Transcribe word for word the lines below from the line with "for (key, field)" through the line with "pub struct AuthenticationResponse", ends included.

START Data extracts

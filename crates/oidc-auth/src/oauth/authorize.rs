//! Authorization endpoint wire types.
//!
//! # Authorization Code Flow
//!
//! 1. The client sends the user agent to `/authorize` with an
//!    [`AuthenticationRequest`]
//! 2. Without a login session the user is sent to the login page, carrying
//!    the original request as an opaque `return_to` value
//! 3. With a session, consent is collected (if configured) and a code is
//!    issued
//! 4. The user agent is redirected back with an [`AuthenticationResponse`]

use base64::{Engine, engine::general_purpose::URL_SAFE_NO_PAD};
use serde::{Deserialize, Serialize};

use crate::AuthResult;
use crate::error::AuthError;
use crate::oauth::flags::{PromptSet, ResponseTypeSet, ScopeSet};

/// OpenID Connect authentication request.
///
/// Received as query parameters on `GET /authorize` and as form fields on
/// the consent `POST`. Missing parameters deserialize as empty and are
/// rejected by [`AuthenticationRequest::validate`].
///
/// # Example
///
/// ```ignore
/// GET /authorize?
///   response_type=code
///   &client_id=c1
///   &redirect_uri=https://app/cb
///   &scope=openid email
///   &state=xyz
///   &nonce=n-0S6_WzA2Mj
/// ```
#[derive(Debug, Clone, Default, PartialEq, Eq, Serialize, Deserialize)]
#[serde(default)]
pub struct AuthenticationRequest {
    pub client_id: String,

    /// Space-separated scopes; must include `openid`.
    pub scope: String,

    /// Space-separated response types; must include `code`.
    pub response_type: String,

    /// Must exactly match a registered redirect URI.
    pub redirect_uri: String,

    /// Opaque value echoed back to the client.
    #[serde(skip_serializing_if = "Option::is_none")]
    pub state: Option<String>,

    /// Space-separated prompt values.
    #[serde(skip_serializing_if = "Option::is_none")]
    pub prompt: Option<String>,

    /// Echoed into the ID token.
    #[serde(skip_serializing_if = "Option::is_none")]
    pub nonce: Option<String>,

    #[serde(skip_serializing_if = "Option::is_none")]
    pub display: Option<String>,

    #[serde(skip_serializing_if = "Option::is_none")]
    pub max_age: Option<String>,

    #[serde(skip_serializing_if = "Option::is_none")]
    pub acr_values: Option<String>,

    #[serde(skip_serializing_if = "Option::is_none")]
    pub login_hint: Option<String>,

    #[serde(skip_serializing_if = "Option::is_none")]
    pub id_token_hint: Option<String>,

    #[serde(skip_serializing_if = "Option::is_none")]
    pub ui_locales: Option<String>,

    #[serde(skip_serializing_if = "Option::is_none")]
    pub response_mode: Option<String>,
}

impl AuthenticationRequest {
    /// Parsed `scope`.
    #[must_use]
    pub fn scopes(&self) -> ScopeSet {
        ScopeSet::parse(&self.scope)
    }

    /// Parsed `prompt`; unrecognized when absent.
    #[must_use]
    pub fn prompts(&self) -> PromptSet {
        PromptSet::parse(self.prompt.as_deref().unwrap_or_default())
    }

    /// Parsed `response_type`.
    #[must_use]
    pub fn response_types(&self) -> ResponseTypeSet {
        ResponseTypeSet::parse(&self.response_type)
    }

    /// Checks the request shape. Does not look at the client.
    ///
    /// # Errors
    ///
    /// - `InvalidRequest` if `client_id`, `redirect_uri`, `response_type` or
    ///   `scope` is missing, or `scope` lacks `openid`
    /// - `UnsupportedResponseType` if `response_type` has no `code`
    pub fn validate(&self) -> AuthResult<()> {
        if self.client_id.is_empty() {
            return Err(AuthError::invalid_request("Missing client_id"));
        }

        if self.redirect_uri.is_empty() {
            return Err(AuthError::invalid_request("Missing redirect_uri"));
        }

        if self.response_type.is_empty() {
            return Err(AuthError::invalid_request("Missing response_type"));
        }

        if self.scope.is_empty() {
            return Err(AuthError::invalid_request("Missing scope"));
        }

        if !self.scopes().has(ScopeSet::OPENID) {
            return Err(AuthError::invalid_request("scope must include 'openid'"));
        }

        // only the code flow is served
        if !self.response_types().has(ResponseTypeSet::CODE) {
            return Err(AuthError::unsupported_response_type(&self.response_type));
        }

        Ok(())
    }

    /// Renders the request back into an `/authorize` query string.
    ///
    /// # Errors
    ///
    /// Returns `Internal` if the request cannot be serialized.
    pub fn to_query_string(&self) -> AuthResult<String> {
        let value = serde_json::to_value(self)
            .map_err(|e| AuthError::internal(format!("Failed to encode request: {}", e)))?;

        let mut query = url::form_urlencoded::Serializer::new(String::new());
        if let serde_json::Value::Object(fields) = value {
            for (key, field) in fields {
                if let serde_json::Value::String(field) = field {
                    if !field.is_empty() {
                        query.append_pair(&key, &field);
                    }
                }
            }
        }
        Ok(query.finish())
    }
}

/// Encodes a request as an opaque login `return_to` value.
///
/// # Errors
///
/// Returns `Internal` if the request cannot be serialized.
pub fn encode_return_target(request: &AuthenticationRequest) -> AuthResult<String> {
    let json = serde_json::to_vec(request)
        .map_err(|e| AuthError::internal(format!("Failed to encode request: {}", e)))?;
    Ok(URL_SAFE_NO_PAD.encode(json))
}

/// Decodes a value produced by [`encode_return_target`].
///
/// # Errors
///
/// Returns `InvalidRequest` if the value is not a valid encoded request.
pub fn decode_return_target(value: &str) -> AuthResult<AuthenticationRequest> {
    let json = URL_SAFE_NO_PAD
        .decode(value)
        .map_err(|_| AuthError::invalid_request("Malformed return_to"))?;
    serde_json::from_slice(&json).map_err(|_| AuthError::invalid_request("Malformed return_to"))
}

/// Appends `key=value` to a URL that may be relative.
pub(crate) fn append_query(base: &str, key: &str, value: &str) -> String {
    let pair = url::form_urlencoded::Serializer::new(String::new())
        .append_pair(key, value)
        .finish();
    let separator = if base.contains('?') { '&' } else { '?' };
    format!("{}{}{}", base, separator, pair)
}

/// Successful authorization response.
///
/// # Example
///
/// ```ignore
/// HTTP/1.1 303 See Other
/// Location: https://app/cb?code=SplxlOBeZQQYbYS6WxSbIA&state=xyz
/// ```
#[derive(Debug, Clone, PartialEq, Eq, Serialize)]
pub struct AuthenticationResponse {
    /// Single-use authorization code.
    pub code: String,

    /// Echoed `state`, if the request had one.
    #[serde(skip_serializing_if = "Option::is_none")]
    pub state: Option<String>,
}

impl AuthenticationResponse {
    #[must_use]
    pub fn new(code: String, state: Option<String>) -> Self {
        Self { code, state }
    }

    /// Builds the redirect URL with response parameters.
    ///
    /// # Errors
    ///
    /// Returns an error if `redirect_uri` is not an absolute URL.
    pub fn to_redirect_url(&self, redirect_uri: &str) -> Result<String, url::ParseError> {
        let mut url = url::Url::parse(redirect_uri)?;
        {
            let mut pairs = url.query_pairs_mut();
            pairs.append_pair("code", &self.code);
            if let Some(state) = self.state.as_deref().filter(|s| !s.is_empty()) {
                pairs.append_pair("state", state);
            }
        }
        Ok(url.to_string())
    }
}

END Data extracts

Answer to this problem ▸
            for (key, field) in fields {
                if let serde_json::Value::String(field) = field {
                    if !field.is_empty() {
                        query.append_pair(&key, &field);
                    }
                }
            }
        }
        Ok(query.finish())
    }
}

/// Encodes a request as an opaque login `return_to` value.
///
/// # Errors
///
/// Returns `Internal` if the request cannot be serialized.
pub fn encode_return_target(request: &AuthenticationRequest) -> AuthResult<String> {
    let json = serde_json::to_vec(request)
        .map_err(|e| AuthError::internal(format!("Failed to encode request: {}", e)))?;
    Ok(URL_SAFE_NO_PAD.encode(json))
}

/// Decodes a value produced by [`encode_return_target`].
///
/// # Errors
///
/// Returns `InvalidRequest` if the value is not a valid encoded request.
pub fn decode_return_target(value: &str) -> AuthResult<AuthenticationRequest> {
    let json = URL_SAFE_NO_PAD
        .decode(value)
        .map_err(|_| AuthError::invalid_request("Malformed return_to"))?;
    serde_json::from_slice(&json).map_err(|_| AuthError::invalid_request("Malformed return_to"))
}

/// Appends `key=value` to a URL that may be relative.
pub(crate) fn append_query(base: &str, key: &str, value: &str) -> String {
    let pair = url::form_urlencoded::Serializer::new(String::new())
        .append_pair(key, value)
        .finish();
    let separator = if base.contains('?') { '&' } else { '?' };
    format!("{}{}{}", base, separator, pair)
}

/// Successful authorization response.
///
/// # Example
///
/// ```ignore
/// HTTP/1.1 303 See Other
/// Location: https://app/cb?code=SplxlOBeZQQYbYS6WxSbIA&state=xyz
/// ```
#[derive(Debug, Clone, PartialEq, Eq, Serialize)]
pub struct AuthenticationResponse {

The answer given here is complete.